Non-profit foundation

WORLD.MINDS (known as ZURICH.MINDS until 2016) is a nonprofit foundation set up in 2008 by Rolf Dobelli with the goal to create "a bridge between the science, business and cultural communities".

WORLD.MINDS is composed of the not-for-profit WORLD.MINDS Foundation and WORLD.MINDS Management Ltd, the operational event management company that organizes and produces all symposia and events on behalf of the WORLD.MINDS Foundation. On 29 March 2022, Axel Springer acquired a majority stake in the event management company.

The Neue Zürcher Zeitung (NZZ) called WORLD.MINDS a "community of experts for experts" and described its annual meetings as "a salon for the 21st century".

== Membership ==
Members of the advisory board include former Director of the Central Intelligence Agency David Petraeus, Serbian Prime Minister Ana Brnabić, and founder of 3G Capital Jorge Paulo Lemann. In the past, former US secretary of State Henry Kissinger was also on the advisory board.

WORLD.MINDS has around 1,000 members, including Nobel prize laureate Kurt Wuthrich, activist and author Ayaan Hirsi Ali, President of the ETH Board Michael Hengartner, Airbus CTO Grazia Vittadini, philosopher John N. Gray of the London School of Economics, the rector of ETH Zurich Sarah Springman, Max Planck Institute for Human Development director Gerd Gigerenzer, writer and politician Matt Ridley, Indian artist Aparna Rao, American nuclear engineer and MIT board member Leslie Dewan, economist Paul Romer, investor and author Guy Spier, professor of bioethics at ETH Zurich and Fellow at Harvard University's Berkman Klein Center Effy Vayena, neuroeconomist Ernst Fehr, experimental psychologist Roy Baumeister, investor and entrepreneur Daniel Aegerter, Stanford University professor of mechanical engineering Allison Okamura, MIT astrophysicist Sara Seager, Harvard psychologist and happiness researcher Dan Gilbert, and French-American mathematician and polymath Benoit Mandelbrot, along with artists such as Ai Weiwei and US-Israeli architect and designer Neri Oxman.

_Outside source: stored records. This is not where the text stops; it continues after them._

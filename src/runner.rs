//! Parallele Verarbeitung mehrerer Welten.

use anyhow::Result;
use rayon::prelude::*;
use std::path::Path;

use crate::options::BuilderOptions;
use crate::world::{build_world, WorldReport};

/// Ergebnis einer Welt; ein Fehler betrifft nur diese Welt.
#[derive(Debug)]
pub struct WorldOutcome {
    pub name: String,
    pub result: Result<WorldReport>,
}

/// Verarbeitet alle ausgewählten Welten parallel.
///
/// Jede Welt läuft bis zum Ende, auch wenn andere fehlschlagen.
/// Die Reihenfolge der Ergebnisse folgt der Konfiguration.
pub fn run_worlds(
    base_dir: &Path,
    options: &BuilderOptions,
    filter: &[String],
    pretty: bool,
) -> Vec<WorldOutcome> {
    let worlds = options.selected_worlds(filter);
    log::info!(
        "{} Welt(en) aus {}",
        worlds.len(),
        base_dir.display()
    );

    worlds
        .par_iter()
        .map(|entry| WorldOutcome {
            name: entry.name.clone(),
            result: build_world(entry, base_dir, options, pretty),
        })
        .collect()
}

/// Loggt alle Ergebnisse und gibt die Anzahl fehlgeschlagener Welten zurück.
pub fn report_outcomes(outcomes: &[WorldOutcome]) -> usize {
    let mut failed = 0;
    for outcome in outcomes {
        match &outcome.result {
            Ok(report) => {
                let [mining, poi, names] = report.feature_counts;
                log::info!(
                    "Welt '{}' fertig: {} ({} Startpunkte, mining {}, poi {}, names {})",
                    outcome.name,
                    report.json_path.display(),
                    report.start_location_count,
                    mining,
                    poi,
                    names
                );
            }
            Err(e) => {
                failed += 1;
                log::error!("Welt '{}' fehlgeschlagen: {:#}", outcome.name, e);
            }
        }
    }
    failed
}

The meetings are attended by around 400 guests each year, and WORLD.MINDS also holds regular in-depth meetings on specific issues, such as WORLD.MINDS MOBILITY in 2018, which focused on the future of mobility.

== History ==
In December 2017, former Swiss President Doris Leuthard opened the 2017 WORLD.MINDS flagship Annual Symposium event in Zurich, where the Chinese dissident artist Ai Weiwei spoke with Uli Sigg, the world's largest collector of contemporary Chinese art, about Ai's art, activism and views on the future of China.

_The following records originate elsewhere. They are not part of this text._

/// Integration-Tests: Welt-XML + Texturen → Kartendaten
use anyhow::{anyhow, Result};
use image::{Rgb, RgbImage};
use stationeers_map_data::options::WorldEntry;
use stationeers_map_data::{
    build_world, build_world_output, parse_world_document, BuilderOptions, WorldSettings,
};
use std::path::{Path, PathBuf};

const IRON: [u8; 3] = [200, 10, 10];
const GOLD: [u8; 3] = [220, 200, 0];
const WRECK: [u8; 3] = [0, 255, 0];
const CRATER: [u8; 3] = [0, 120, 255];
const BLACK: [u8; 3] = [0, 0, 0];
const WHITE: [u8; 3] = [255, 255, 255];

fn mining_texture() -> RgbImage {
    RgbImage::from_fn(8, 8, |x, y| {
        Rgb(match (x < 4, y < 4) {
            (true, true) => IRON,
            (false, true) => GOLD,
            _ => BLACK,
        })
    })
}

fn poi_texture() -> RgbImage {
    RgbImage::from_fn(8, 8, |x, y| {
        Rgb(if (3..5).contains(&x) && (3..5).contains(&y) {
            WRECK
        } else {
            WHITE
        })
    })
}

fn names_texture() -> RgbImage {
    RgbImage::from_fn(8, 8, |x, _| Rgb(if x < 4 { CRATER } else { BLACK }))
}

fn load_texture(path: &str) -> Result<RgbImage> {
    if path.ends_with("mining_regions.png") {
        Ok(mining_texture())
    } else if path.ends_with("poi_regions.png") {
        Ok(poi_texture())
    } else if path.ends_with("named_regions.png") {
        Ok(names_texture())
    } else {
        Err(anyhow!("unbekannte Textur {}", path))
    }
}

#[test]
fn test_world_output_layers_and_start_locations() {
    let xml = include_str!("fixtures/world_minimal.xml");
    let document = parse_world_document(xml).unwrap();
    let output = build_world_output(&document, &WorldSettings::default(), load_texture).unwrap();

    // Eine Position pro unterschiedlicher Spawn-Id
    assert_eq!(output.start_locations.len(), 3);
    let names: Vec<&str> = output.start_locations.keys().map(String::as_str).collect();
    assert_eq!(names, vec!["Crater Vesper", "Gullet Valley", "Death Valley"]);
    assert_eq!(output.start_locations["Crater Vesper"], [-100.0, 90.0]);

    let named = |layer: &str| -> Vec<String> {
        let topology = match layer {
            "mining" => &output.mining,
            "poi" => &output.poi,
            _ => &output.names,
        };
        topology.objects[layer]
            .geometries
            .iter()
            .filter_map(|g| g.properties.name.clone())
            .collect()
    };
    assert_eq!(named("mining"), vec!["Iron", "Gold"]);
    assert_eq!(named("poi"), vec!["Wreck"]);
    assert_eq!(named("names"), vec!["Big Crater"]);

    // Schwarzer Hintergrund bleibt im Mining-Layer als unbenannte Fläche
    assert_eq!(output.feature_counts(), [3, 1, 1]);

    for (name, topology) in output.layers() {
        assert!(!topology.arcs.is_empty(), "Layer {} ohne Arcs", name);
        for geometry in &topology.objects[name].geometries {
            for r in geometry.arc_refs() {
                assert!(r.index < topology.arcs.len());
            }
        }
        for point in topology.arcs.iter().flatten() {
            assert!((0.0..=1.0).contains(&point.x) && (0.0..=1.0).contains(&point.y));
        }
    }
}

#[test]
fn test_world_output_json_layout() {
    let xml = include_str!("fixtures/world_minimal.xml");
    let document = parse_world_document(xml).unwrap();
    let output = build_world_output(&document, &WorldSettings::default(), load_texture).unwrap();

    let json: serde_json::Value = serde_json::from_str(&output.to_json(false).unwrap()).unwrap();
    let keys: Vec<&str> = json.as_object().unwrap().keys().map(String::as_str).collect();
    assert_eq!(keys, vec!["start_locations", "mining", "poi", "names"]);

    assert_eq!(json["mining"]["type"], "Topology");
    assert_eq!(json["poi"]["objects"]["poi"]["type"], "GeometryCollection");
    let wreck = &json["poi"]["objects"]["poi"]["geometries"][0];
    assert_eq!(wreck["type"], "Polygon");
    assert_eq!(wreck["properties"]["name"], "Wreck");
    assert_eq!(wreck["properties"]["color_hex"], "#00ff00");
    assert_eq!(wreck["properties"]["rgb"], serde_json::json!([0, 255, 0]));
    assert_eq!(json["start_locations"]["Gullet Valley"], serde_json::json!([300.0, -42.25]));
}

#[test]
fn test_unmatched_mining_dropped_when_disabled() {
    let xml = include_str!("fixtures/world_minimal.xml");
    let document = parse_world_document(xml).unwrap();
    let settings = WorldSettings {
        retain_unmatched_mining: false,
        ..Default::default()
    };
    let output = build_world_output(&document, &settings, load_texture).unwrap();
    assert_eq!(output.feature_counts(), [2, 1, 1]);
}

#[test]
fn test_missing_names_layer_fails() {
    let xml = include_str!("fixtures/world_minimal.xml")
        .replace("TestNamedRegions", "TestLabels");
    let document = parse_world_document(&xml).unwrap();
    let err = build_world_output(&document, &WorldSettings::default(), load_texture)
        .expect_err("names-Layer fehlt");
    assert!(err.to_string().contains("'names'"));
}

#[test]
fn test_texture_error_names_layer() {
    let xml = include_str!("fixtures/world_minimal.xml");
    let document = parse_world_document(xml).unwrap();
    let err = build_world_output(&document, &WorldSettings::default(), |path| {
        if path.contains("poi") {
            Err(anyhow!("kaputt"))
        } else {
            load_texture(path)
        }
    })
    .expect_err("poi-Textur fehlt");
    assert!(format!("{:#}", err).contains("Layer 'poi'"));
}

// ── Dateibasiert ────────────────────────────────────────────────────

/// Legt eine Stationeers-artige Verzeichnisstruktur an:
/// `<root>/Worlds/Testworld/Testworld.xml` + Texturen unter `<root>/Worlds/Testworld/Textures`.
fn write_world_tree(root: &Path) -> PathBuf {
    let world_dir = root.join("Worlds").join("Testworld");
    let textures = world_dir.join("Textures");
    std::fs::create_dir_all(&textures).unwrap();

    std::fs::write(
        world_dir.join("Testworld.xml"),
        include_str!("fixtures/world_minimal.xml"),
    )
    .unwrap();
    mining_texture()
        .save(textures.join("mining_regions.png"))
        .unwrap();
    poi_texture().save(textures.join("poi_regions.png")).unwrap();
    names_texture()
        .save(textures.join("named_regions.png"))
        .unwrap();
    RgbImage::from_fn(16, 16, |x, y| Rgb([x as u8 * 16, y as u8 * 16, 128]))
        .save(textures.join("normal.png"))
        .unwrap();

    root.join("Worlds")
}

fn scratch_dir(name: &str) -> PathBuf {
    let dir = std::env::temp_dir().join(format!(
        "stationeers_map_data_{}_{}",
        name,
        std::process::id()
    ));
    let _ = std::fs::remove_dir_all(&dir);
    dir
}

#[test]
fn test_build_world_writes_files() {
    let root = scratch_dir("build_world");
    let base_dir = write_world_tree(&root);

    let options = BuilderOptions {
        output_dir: root.join("out"),
        ..Default::default()
    };
    let entry = WorldEntry::new("Testworld", "Testworld", "Testworld.xml");
    let report = build_world(&entry, &base_dir, &options, true).unwrap();

    assert_eq!(report.json_path, root.join("out").join("testworld.json"));
    assert_eq!(
        report.terrain_path,
        Some(root.join("out").join("testworld_terrain.webp"))
    );
    assert_eq!(report.start_location_count, 3);
    assert_eq!(report.feature_counts, [3, 1, 1]);

    let content = std::fs::read_to_string(&report.json_path).unwrap();
    let json: serde_json::Value = serde_json::from_str(&content).unwrap();
    assert!(json["names"]["arcs"].as_array().is_some_and(|a| !a.is_empty()));

    let terrain = image::open(root.join("out").join("testworld_terrain.webp")).unwrap();
    assert_eq!((terrain.width(), terrain.height()), (4, 4));

    let _ = std::fs::remove_dir_all(&root);
}

#[test]
fn test_build_world_missing_texture_fails() {
    let root = scratch_dir("missing_texture");
    let base_dir = write_world_tree(&root);
    std::fs::remove_file(
        base_dir
            .join("Testworld")
            .join("Textures")
            .join("poi_regions.png"),
    )
    .unwrap();

    let options = BuilderOptions {
        output_dir: root.join("out"),
        write_terrain: false,
        ..Default::default()
    };
    let entry = WorldEntry::new("Testworld", "Testworld", "Testworld.xml");
    let err = build_world(&entry, &base_dir, &options, false).unwrap_err();
    let message = format!("{:#}", err);
    assert!(message.contains("Testworld"), "{}", message);
    assert!(message.contains("poi_regions.png"), "{}", message);
    assert!(!root.join("out").join("testworld.json").exists());

    let _ = std::fs::remove_dir_all(&root);
}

In December 2020, former South African President and Nobel Peace Laureate F. W. de Klerk proclaimed at WORLD.MINDS that South Africa would be like Syria was then, had it not been for the policies his government put in place to end apartheid. TRT World moderator Ghida Fakhry had asked De Klerk whether, in addition to the moral principles and economic realities (sanctions) behind ending apartheid, his government's decision to end the injustice was done to protect and salvage South Africa for the white minority.

WORLD.MINDS has received some coverage on Handelszeitung. In The Daily Beast, journalist Noah Kirsch has called WORLD.MINDS a "Mini Davos".